Saudi Crown Prince Mohammed bin Salman. Photo: Presidency Press Service / Pool Photo via AP
Let's revisit Friday's reports that Saudi Arabia may delay selling shares of state oil giant Aramco on international exchanges next year, and may even shelve the plan entirely. The company is instead weighing plans to privately offer stakes to investors including China, according to various media reports including the Financial Times, which broke the story on Friday. FT says options includes selling shares to big sovereign wealth funds and institutional investors.
Why it matters: The planned IPO would likely have been the largest ever, generating massive fees for exchanges in New York or London, the leading candidates for the principal listing venue. It's meant to raise tens of billions of dollars to seed Saudi Arabia's long-term plan to modernize its economy and diversify away from oil.
Thought bubble, part 1: My Axios colleague Dan Primack passed along some context on what it would mean to scuttle a public listing and shift to private sales:
- For Aramco, this would still bring in lots of cash. But having an IPO on a big public exchange would have enabled the company to float more shares in the future relatively seamlessly if the kingdom wants to raise fresh capital. That's harder with unique transactions negotiated with private buyers.
- There are also risks for buyers, who would have a harder time dumping shares in the company if they decided to divest for one reason or another.
Thought bubble, part 2: The 11th-hour uncertainty is truly remarkable, given the stakes and the years spent planning for the IPO of 5% of the company.
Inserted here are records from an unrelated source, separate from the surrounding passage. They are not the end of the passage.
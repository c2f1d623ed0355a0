//! Peer Runtime
//!
//! One execution context: a transport, an action coordinator and a state
//! synchronizer sharing a single event loop. Lifecycle follows the user's
//! session: state is loaded on sign-in and wiped on sign-out, on this peer
//! and, through the `auth-state` channel, on every other peer of the user.

use std::sync::Arc;
use std::time::Duration;
use tokio::sync::{broadcast, Mutex, RwLock};
use tokio::task::JoinHandle;
use tracing::{debug, info, warn};

use super::auth::AuthProvider;
use crate::clock::{Clock, SystemClock};
use crate::config::AppConfig;
use crate::coordination::{ActionCoordinator, ConfirmationNotifier, LogNotifier};
use crate::error::{Result, TabSyncError};
use crate::store::KeyValueStore;
use crate::sync::StateSynchronizer;
use crate::transport::{BroadcastHub, Channel, ChannelName, Envelope, Inbox, PeerId, Transport};

/// Published on `auth-state` when the user signs out anywhere
pub const SIGNED_OUT: &str = "signed_out";

const EVENT_CAPACITY: usize = 64;

#[derive(Debug, Clone, Copy, PartialEq, Eq)]
pub enum PeerState {
    /// Constructed; channels subscribed, no tasks running
    Created,
    /// Event loop and timers running, session active
    Running,
    /// Event loop running, state cleared after sign-out
    SignedOut,
    /// Tasks aborted; terminal
    Disposed,
}

impl PeerState {
    pub fn is_terminal(&self) -> bool {
        matches!(self, PeerState::Disposed)
    }
}

impl std::fmt::Display for PeerState {
    fn fmt(&self, f: &mut std::fmt::Formatter<'_>) -> std::fmt::Result {
        match self {
            PeerState::Created => write!(f, "created"),
            PeerState::Running => write!(f, "running"),
            PeerState::SignedOut => write!(f, "signed_out"),
            PeerState::Disposed => write!(f, "disposed"),
        }
    }
}

/// Lifecycle events broadcast to listeners
#[derive(Debug, Clone, PartialEq)]
pub enum PeerEvent {
    StateChanged { from: PeerState, to: PeerState },
    StateLoaded { categories: usize },
    /// `remote` is true when another peer initiated the sign-out
    SignedOut { remote: bool },
    Resumed { resynced: usize },
}

/// Collaborators and shared infrastructure for one peer
pub struct PeerDeps {
    /// Native broadcast primitive; `None` forces the storage relay
    pub hub: Option<BroadcastHub>,
    pub store: Arc<dyn KeyValueStore>,
    pub clock: Arc<dyn Clock>,
    pub auth: Arc<dyn AuthProvider>,
    pub notifier: Arc<dyn ConfirmationNotifier>,
}

impl PeerDeps {
    /// Wall clock and log-only notifications
    pub fn new(hub: Option<BroadcastHub>, store: Arc<dyn KeyValueStore>, auth: Arc<dyn AuthProvider>) -> Self {
        Self {
            hub,
            store,
            clock: Arc::new(SystemClock),
            auth,
            notifier: Arc::new(LogNotifier),
        }
    }

    pub fn with_clock(mut self, clock: Arc<dyn Clock>) -> Self {
        self.clock = clock;
        self
    }

    pub fn with_notifier(mut self, notifier: Arc<dyn ConfirmationNotifier>) -> Self {
        self.notifier = notifier;
        self
    }
}

struct PeerInner {
    peer_id: PeerId,
    degraded: bool,
    coordinator: Arc<ActionCoordinator>,
    synchronizer: Arc<StateSynchronizer>,
    auth: Arc<dyn AuthProvider>,
    auth_channel: Channel,
    /// Taken by the event loop on `init`; `pump` uses it until then
    inbox: Mutex<Option<Inbox>>,
    state: RwLock<PeerState>,
    event_tx: broadcast::Sender<PeerEvent>,
    sweep_interval_ms: u64,
    timer_resolution_ms: u64,
}

impl PeerInner {
    async fn set_state(&self, to: PeerState) {
        let mut state = self.state.write().await;
        let from = *state;
        if from == to || from.is_terminal() {
            return;
        }
        *state = to;
        debug!("Peer {} state: {} -> {}", self.peer_id, from, to);
        let _ = self.event_tx.send(PeerEvent::StateChanged { from, to });
    }

    async fn dispatch(&self, channel: ChannelName, envelope: Envelope) {
        let result = match channel {
            ChannelName::AuthState => {
                if envelope.kind == SIGNED_OUT {
                    info!("Peer {}: sign-out from {}", self.peer_id, envelope.origin);
                    self.clear_local().await;
                    self.set_state(PeerState::SignedOut).await;
                    let _ = self.event_tx.send(PeerEvent::SignedOut { remote: true });
                }
                Ok(())
            }
            ChannelName::SessionActionStart
            | ChannelName::SessionActionComplete
            | ChannelName::ConflictDetected
            | ChannelName::ConflictResolution => {
                self.coordinator.handle_message(channel, &envelope).await
            }
            _ => self.synchronizer.handle_remote(&envelope).await.map(|_| ()),
        };

        if let Err(e) = result {
            warn!(
                "Peer {}: dropping {} on {} from {}: {}",
                self.peer_id, envelope.kind, channel, envelope.origin, e
            );
        }
    }

    async fn load_state(&self) -> usize {
        let categories = self.synchronizer.load_from_store().await;
        let _ = self.event_tx.send(PeerEvent::StateLoaded { categories });
        categories
    }

    async fn clear_local(&self) {
        self.coordinator.clear().await;
        self.synchronizer.clear_all().await;
    }
}

pub struct PeerRuntime {
    inner: Arc<PeerInner>,
    tasks: Mutex<Vec<JoinHandle<()>>>,
}

impl PeerRuntime {
    /// Build the peer and subscribe every channel it consumes, so nothing
    /// published before `init` is missed.
    pub fn new(peer_id: PeerId, deps: PeerDeps, config: &AppConfig) -> Self {
        let hub = if config.transport.native { deps.hub } else { None };
        let transport = Transport::connect(
            peer_id.clone(),
            hub,
            deps.store.clone(),
            &config.transport.relay_prefix,
            deps.clock.clone(),
        );

        let synchronizer = Arc::new(StateSynchronizer::new(
            &transport,
            deps.store,
            deps.clock.clone(),
            config.sync.clone(),
        ));
        let coordinator = Arc::new(ActionCoordinator::new(
            &transport,
            deps.clock,
            deps.notifier,
            Some(synchronizer.clone()),
            config.coordinator.clone(),
        ));
        let auth_channel = transport.open_channel(ChannelName::AuthState);

        let mut inbox = Inbox::new();
        for channel in coordinator
            .channels()
            .iter()
            .chain(synchronizer.channels().iter())
            .chain(std::iter::once(&auth_channel))
        {
            inbox.attach(channel);
        }

        let (event_tx, _) = broadcast::channel(EVENT_CAPACITY);
        info!(
            "Peer {} created ({} transport, {} channels)",
            peer_id,
            if transport.is_degraded() { "relay" } else { "native" },
            inbox.channels().len()
        );

        Self {
            inner: Arc::new(PeerInner {
                peer_id,
                degraded: transport.is_degraded(),
                coordinator,
                synchronizer,
                auth: deps.auth,
                auth_channel,
                inbox: Mutex::new(Some(inbox)),
                state: RwLock::new(PeerState::Created),
                event_tx,
                sweep_interval_ms: config.coordinator.sweep_interval_ms.max(1),
                timer_resolution_ms: config.sync.timer_resolution_ms.max(1),
            }),
            tasks: Mutex::new(Vec::new()),
        }
    }

    pub fn peer_id(&self) -> &PeerId {
        &self.inner.peer_id
    }

    pub fn coordinator(&self) -> &Arc<ActionCoordinator> {
        &self.inner.coordinator
    }

    pub fn synchronizer(&self) -> &Arc<StateSynchronizer> {
        &self.inner.synchronizer
    }

    /// True when messages go through the storage relay
    pub fn is_degraded(&self) -> bool {
        self.inner.degraded
    }

    pub async fn state(&self) -> PeerState {
        *self.inner.state.read().await
    }

    /// Subscribe to lifecycle events
    pub fn subscribe(&self) -> broadcast::Receiver<PeerEvent> {
        self.inner.event_tx.subscribe()
    }

    /// Start the event loop, the debounce flush timer and the sweep timer.
    /// Loads persisted state when the session is valid.
    pub async fn init(&self) -> Result<()> {
        let current = self.state().await;
        match current {
            PeerState::Created => {}
            PeerState::Disposed => {
                return Err(TabSyncError::InvalidState(format!(
                    "peer {} is disposed",
                    self.inner.peer_id
                )))
            }
            _ => return Ok(()),
        }

        let Some(mut inbox) = self.inner.inbox.lock().await.take() else {
            return Err(TabSyncError::InvalidState("inbox already taken".to_string()));
        };

        let mut tasks = self.tasks.lock().await;

        let inner = self.inner.clone();
        tasks.push(tokio::spawn(async move {
            while let Some((channel, envelope)) = inbox.next().await {
                inner.dispatch(channel, envelope).await;
            }
            debug!("Peer {} event loop finished", inner.peer_id);
        }));

        let inner = self.inner.clone();
        tasks.push(tokio::spawn(async move {
            let mut ticker = tokio::time::interval(Duration::from_millis(inner.timer_resolution_ms));
            loop {
                ticker.tick().await;
                inner.synchronizer.flush_due().await;
            }
        }));

        let inner = self.inner.clone();
        tasks.push(tokio::spawn(async move {
            let mut ticker = tokio::time::interval(Duration::from_millis(inner.sweep_interval_ms));
            loop {
                ticker.tick().await;
                let report = inner.coordinator.sweep().await;
                if !report.is_empty() {
                    debug!("Peer {} sweep: {:?}", inner.peer_id, report);
                }
            }
        }));
        drop(tasks);

        if self.inner.auth.is_session_valid().await {
            self.inner.load_state().await;
            self.inner.set_state(PeerState::Running).await;
        } else {
            self.inner.set_state(PeerState::SignedOut).await;
        }

        info!("Peer {} initialized", self.inner.peer_id);
        Ok(())
    }

    /// Load persisted state for the signed-in user
    pub async fn sign_in(&self) -> Result<usize> {
        self.ensure_alive().await?;
        let user = self.inner.auth.current_user().await;
        let loaded = self.inner.load_state().await;
        self.inner.set_state(PeerState::Running).await;
        info!(
            "Peer {} signed in as {} ({} categories loaded)",
            self.inner.peer_id,
            user.as_deref().unwrap_or("<unknown>"),
            loaded
        );
        Ok(loaded)
    }

    /// Clear every table and category here, then tell the other peers
    pub async fn sign_out(&self) -> Result<()> {
        self.ensure_alive().await?;
        self.inner.clear_local().await;

        if let Err(e) = self
            .inner
            .auth_channel
            .publish(SIGNED_OUT, serde_json::json!({ "peer": self.inner.peer_id }))
        {
            warn!("Failed to announce sign-out: {}", e);
        }

        self.inner.set_state(PeerState::SignedOut).await;
        let _ = self.inner.event_tx.send(PeerEvent::SignedOut { remote: false });
        info!("Peer {} signed out", self.inner.peer_id);
        Ok(())
    }

    /// Re-broadcast all held state after the context was suspended
    pub async fn resume(&self) -> Result<usize> {
        self.ensure_alive().await?;
        let resynced = self.inner.synchronizer.force_sync_all().await;
        let _ = self.inner.event_tx.send(PeerEvent::Resumed { resynced });
        Ok(resynced)
    }

    /// Dispatch everything already queued, without spawned tasks.
    /// Does nothing once `init` has handed the inbox to the event loop.
    pub async fn pump(&self) -> usize {
        let batch = {
            let mut guard = self.inner.inbox.lock().await;
            match guard.as_mut() {
                Some(inbox) => inbox.drain(),
                None => return 0,
            }
        };

        let count = batch.len();
        for (channel, envelope) in batch {
            self.inner.dispatch(channel, envelope).await;
        }
        count
    }

    /// Abort the event loop and timers
    pub async fn dispose(&self) {
        for handle in self.tasks.lock().await.drain(..) {
            handle.abort();
        }
        self.inner.set_state(PeerState::Disposed).await;
        info!("Peer {} disposed", self.inner.peer_id);
    }

    async fn ensure_alive(&self) -> Result<()> {
        if self.state().await.is_terminal() {
            return Err(TabSyncError::InvalidState(format!(
                "peer {} is disposed",
                self.inner.peer_id
            )));
        }
        Ok(())
    }
}

impl Drop for PeerRuntime {
    fn drop(&mut self) {
        for handle in self.tasks.get_mut().drain(..) {
            handle.abort();
        }
    }
}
For the record: The company called the FT report "entirely speculative" on Twitter over the weekend, adding: "All listing venues under review for optimal decision, IPO process is on track for 2018."
Be smart: David Goldwyn, who was the State Department's top energy official early in Hillary Clinton's tenure, says the uncertainty stems from the Saudi's aversion to putting information about the company in the public realm.
"The question was always whether the Saudis could tolerate the transparency requirements of the listing agencies," he tells Axios. "They pressed very hard for U.K. and others to relax their requirements. To their credit, the agencies did not lower their standards."
Goldwyn said Crown Prince Mohammad bin Salman and Aramco may have hoped that the appetite for the IPO was so strong that Aramco could sell shares without opening their books like a western company.
"That's not going to happen. The debate is not over, but score this round one point for the forces of transparency in the capital markets and zero for the forces supporting transparency in Saudi Arabia," said Goldwyn, who now runs a consultancy with energy industry clients.